No, my linkblogging posts don’t come on any particular day, they just tend to appear when I’ve gathered enough links that I like but don’t really have enough to say about to warrant their own posts. In case you were wondering. Now, onward!

At The Nation (full disclosure: I’m currently a Nation intern), Melissa Harris-Lacewell talks about the conservative campaign to paint President Obama as the Joker, and does an excellent job teasing out some interesting political parallels with The Dark Knight film.

Via When Fangirls Attack, a post on close female friendships in comics. How many female “buddy” or “bromance” pairings can you think of?

A comparison of Marvel Divas and Gotham City Sirens, also via When Fangirls Attack.

Johanna Draper Carlson looks at Huntress: Year One.

From Splash Page, Charlyne Yi of Paper Heart and Knocked Up is doing a comic with Oni Press. Insert random blather about how Yi is actually a geek here, right? Well, because she’s not Megan Fox (read, sexy girl everyone slobbers over) this hasn’t gotten that much attention, but it makes me happy: Charlyne Yi is funny, and from what I’ve seen of Paper Heart, is actually creative as well.

Jezebel looks at my favorite superheroine from childhood: She-Ra.

Finally, Defamer wants to know how gay Guy Ritchie’s Sherlock Holmes is going to be.
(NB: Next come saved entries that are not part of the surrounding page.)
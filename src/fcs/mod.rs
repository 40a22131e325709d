//! # FCS Reader
//!
//! Turns the bytes of a Flow Cytometry Standard file into a [`Frame`].
//!
//! ## Reading pipeline
//!
//! 1. [`FcsHeader`]: version and segment offsets
//! 2. TEXT segment: delimited keyword/value pairs, optionally merged with the
//!    supplemental TEXT segment
//! 3. DATA location: header offsets, or `$BEGINDATA`/`$ENDDATA` when the
//!    header fields are zero (files past 99,999,999 bytes)
//! 4. [`DataLayout`] from `$DATATYPE`, `$BYTEORD` and `$PnB`
//! 5. One [`Dimension`] per parameter, in parameter order
//!
//! ## Example
//!
//! ```rust,no_run
//! use fcsframe::fcs::FcsReader;
//!
//! let frame = FcsReader::default().read_path("sample.fcs")?;
//! println!("{} events x {} parameters", frame.row_count(), frame.column_count());
//! # Ok::<(), fcsframe::fcs::FcsError>(())
//! ```

use std::collections::btree_map::Entry;
use std::collections::BTreeMap;
use std::path::Path;

use log::{debug, info, warn};

use crate::frame::{default_transform, Amplification, Dimension, Frame};
use crate::transform::LogicleParams;

mod batch;
mod data;
mod error;
mod header;
pub mod keywords;
mod text;
mod writer;


pub use batch::{read_batch, scan_directory};
pub use data::{encode_doubles, DataLayout, DataType, Endianness};
pub use error::FcsError;
pub use header::{
    format_header, probe, probe_path, FcsHeader, FcsVersion, Segment, HEADER_LEN,
    MAX_HEADER_OFFSET, PROBE_LEN,
};
pub use text::{format_text, parse_text};
pub use writer::FcsWriter;

/// Configuration for reading FCS files
#[derive(Debug, Clone)]
pub struct ReaderConfig {
    /// Give each dimension a display transform chosen from its name and
    /// amplification
    pub assign_default_transforms: bool,
    /// Merge keywords from the supplemental TEXT segment
    pub merge_supplemental_text: bool,
    /// Logicle parameters used for fluorescence channels (T is replaced by
    /// the channel range when known)
    pub default_logicle: LogicleParams,
}

impl Default for ReaderConfig {
    fn default() -> Self {
        Self {
            assign_default_transforms: true,
            merge_supplemental_text: true,
            default_logicle: LogicleParams::default(),
        }
    }
}

/// Header and keywords of a file, without its event data
#[derive(Debug, Clone)]
pub struct FcsMetadata {
    /// Parsed header
    pub header: FcsHeader,
    /// Upper-cased keywords from TEXT (and supplemental TEXT)
    pub keywords: BTreeMap<String, String>,
    /// Resolved DATA segment; `None` when the file declares no data
    pub data: Option<Segment>,
}

impl FcsMetadata {
    /// Keyword value, trimmed
    pub fn keyword(&self, key: &str) -> Option<&str> {
        self.keywords.get(key).map(|v| v.trim())
    }

    /// Required keyword value, trimmed
    pub fn require(&self, key: &str) -> Result<&str, FcsError> {
        self.keyword(key)
            .ok_or_else(|| FcsError::MissingKeyword(key.to_string()))
    }

    /// Required non-negative integer keyword
    pub fn require_count(&self, key: &str) -> Result<usize, FcsError> {
        let value = self.require(key)?;
        value.parse().map_err(|_| FcsError::InvalidKeyword {
            key: key.to_string(),
            value: value.to_string(),
        })
    }

    /// Number of parameters (`$PAR`)
    pub fn parameter_count(&self) -> Result<usize, FcsError> {
        self.require_count(keywords::PAR)
    }

    /// Data layout from `$DATATYPE`, `$BYTEORD` and `$PnB`
    pub fn layout(&self) -> Result<DataLayout, FcsError> {
        if let Some(mode) = self.keyword(keywords::MODE) {
            if !mode.eq_ignore_ascii_case("L") {
                return Err(FcsError::UnsupportedMode(mode.to_string()));
            }
        }
        let data_type = DataType::parse(self.require(keywords::DATATYPE)?)?;
        let endianness = Endianness::parse(self.require(keywords::BYTEORD)?)?;
        let bits = (1..=self.parameter_count()?)
            .map(|n| {
                let key = keywords::bits(n);
                let value = self.require(&key)?;
                value.parse::<u32>().map_err(|_| {
                    FcsError::InconsistentLayout(format!("{key} is {value:?}"))
                })
            })
            .collect::<Result<Vec<_>, _>>()?;
        DataLayout::new(data_type, endianness, bits)
    }

    /// Declared DATA segment length in bytes
    pub fn data_len(&self) -> usize {
        self.data
            .map_or(0, |d| usize::try_from(d.byte_count()).unwrap_or(usize::MAX))
    }

    /// Number of events (`$TOT`), inferred from the DATA size when absent
    pub fn event_count(&self, layout: &DataLayout) -> Result<usize, FcsError> {
        if self.keyword(keywords::TOT).is_some() {
            return self.require_count(keywords::TOT);
        }
        let row = layout.row_bytes();
        if row == 0 {
            return Err(FcsError::MissingKeyword(keywords::TOT.to_string()));
        }
        let inferred = self.data_len() / row;
        warn!("{} missing, inferred {} events from DATA size", keywords::TOT, inferred);
        Ok(inferred)
    }
}

/// Parses FCS bytes into frames
#[derive(Debug, Clone, Default)]
pub struct FcsReader {
    config: ReaderConfig,
}

impl FcsReader {
    /// Reader with custom configuration
    pub fn new(config: ReaderConfig) -> Self {
        Self { config }
    }

    /// Active configuration
    pub fn config(&self) -> &ReaderConfig {
        &self.config
    }

    /// Read and parse a file
    pub fn read_path<P: AsRef<Path>>(&self, path: P) -> Result<Frame, FcsError> {
        let path = path.as_ref();
        let bytes = std::fs::read(path)?;
        debug!("Read {} bytes from {}", bytes.len(), path.display());
        self.parse(&bytes)
    }

    /// Parse header and keywords only
    pub fn metadata(&self, bytes: &[u8]) -> Result<FcsMetadata, FcsError> {
        let header = FcsHeader::parse(bytes)?;
        debug!(
            "{} header: TEXT {:?}, DATA {:?}",
            header.version, header.text, header.data
        );

        let text = header.text.slice(bytes).ok_or_else(|| {
            FcsError::InvalidHeader(format!(
                "TEXT segment {}..={} lies past end of file ({} bytes)",
                header.text.begin,
                header.text.end,
                bytes.len()
            ))
        })?;
        let mut found = parse_text(text)?;

        if self.config.merge_supplemental_text {
            merge_supplemental(bytes, &header, &mut found);
        }

        let data = match header.data {
            Some(segment) => Some(segment),
            None => {
                let begin = offset_keyword(&found, keywords::BEGINDATA)?;
                let end = offset_keyword(&found, keywords::ENDDATA)?;
                info!(
                    "DATA offsets taken from {}/{}: {}..={}",
                    keywords::BEGINDATA,
                    keywords::ENDDATA,
                    begin,
                    end
                );
                let segment = Segment::new(begin, end);
                if segment.is_none() && (begin, end) != (0, 0) {
                    return Err(FcsError::InvalidKeyword {
                        key: keywords::ENDDATA.to_string(),
                        value: end.to_string(),
                    });
                }
                // DATA must follow the header and TEXT
                if segment.is_some() && begin <= header.text.end {
                    return Err(FcsError::InvalidKeyword {
                        key: keywords::BEGINDATA.to_string(),
                        value: begin.to_string(),
                    });
                }
                segment
            }
        };

        Ok(FcsMetadata {
            header,
            keywords: found,
            data,
        })
    }

    /// Parse a complete file held in memory
    pub fn parse(&self, bytes: &[u8]) -> Result<Frame, FcsError> {
        let meta = self.metadata(bytes)?;
        let layout = meta.layout()?;
        let events = meta.event_count(&layout)?;
        let parameters = layout.bits.len();

        let expected = events.saturating_mul(layout.row_bytes());
        let declared = meta.data_len();
        if declared < expected {
            return Err(FcsError::TruncatedData {
                expected,
                actual: declared,
            });
        }
        let start = meta
            .data
            .map_or(0, |d| usize::try_from(d.begin).unwrap_or(usize::MAX));
        let available = bytes.get(start..).unwrap_or(&[]);
        let columns = layout.decode(available, events)?;
        info!(
            "Decoded {} events x {} parameters ({} {:?})",
            events,
            parameters,
            layout.data_type.as_str(),
            layout.endianness
        );

        let mut frame = Frame::new(meta.keywords.clone(), events);
        for (i, values) in columns.into_iter().enumerate() {
            frame.add_dimension(self.build_dimension(&meta, i + 1, values)?)?;
        }
        Ok(frame)
    }

    fn build_dimension(
        &self,
        meta: &FcsMetadata,
        n: usize,
        values: Vec<f64>,
    ) -> Result<Dimension, FcsError> {
        let short = meta.require(&keywords::short_name(n))?.to_string();
        let range = meta
            .keyword(&keywords::range(n))
            .and_then(|r| r.parse::<f64>().ok());
        let amplification = meta
            .keyword(&keywords::amplification(n))
            .and_then(Amplification::parse)
            .unwrap_or_default();

        let mut dimension = Dimension::new(n, short.as_str(), values)
            .amplification(amplification)
            .range(range);
        if let Some(stain) = meta.keyword(&keywords::stain_name(n)).filter(|s| !s.is_empty()) {
            dimension = dimension.stain(stain);
        }
        if self.config.assign_default_transforms {
            dimension = dimension.transform(default_transform(
                &short,
                range,
                amplification,
                self.config.default_logicle,
            ));
        }
        Ok(dimension)
    }
}

/// Parse a complete file with the default configuration
pub fn parse(bytes: &[u8]) -> Result<Frame, FcsError> {
    FcsReader::default().parse(bytes)
}

/// Read a file from disk with the default configuration
pub fn read_path<P: AsRef<Path>>(path: P) -> Result<Frame, FcsError> {
    FcsReader::default().read_path(path)
}

fn offset_keyword(map: &BTreeMap<String, String>, key: &str) -> Result<u64, FcsError> {
    let value = map
        .get(key)
        .map(|v| v.trim())
        .ok_or_else(|| FcsError::MissingKeyword(key.to_string()))?;
    value.parse().map_err(|_| FcsError::InvalidKeyword {
        key: key.to_string(),
        value: value.to_string(),
    })
}

/// Add supplemental TEXT keywords that the primary TEXT does not define
fn merge_supplemental(bytes: &[u8], header: &FcsHeader, map: &mut BTreeMap<String, String>) {
    let (Ok(begin), Ok(end)) = (
        offset_keyword(map, keywords::BEGINSTEXT),
        offset_keyword(map, keywords::ENDSTEXT),
    ) else {
        return;
    };
    let Some(segment) = Segment::new(begin, end) else {
        return;
    };
    if segment == header.text {
        return;
    }
    let parsed = segment
        .slice(bytes)
        .ok_or_else(|| FcsError::InvalidText("supplemental TEXT past end of file".to_string()))
        .and_then(parse_text);
    match parsed {
        Ok(extra) => {
            let mut added = 0;
            for (key, value) in extra {
                if let Entry::Vacant(slot) = map.entry(key) {
                    slot.insert(value);
                    added += 1;
                }
            }
            debug!("Merged {} supplemental TEXT keywords", added);
        }
        Err(e) => warn!("Ignoring supplemental TEXT segment: {}", e),
    }
}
Apparently word leaked out that there was going to be some sexual tension between the leads (Jude Law and Robert Downey Jr.), which was enough to send Michael Medved into a panic. Apparently there’s nothing to offend Medved in the screenplay, at least, and so he can go back to doing what he does best–which certainly isn’t knowing what women would like to see in a film. Or at least, this woman.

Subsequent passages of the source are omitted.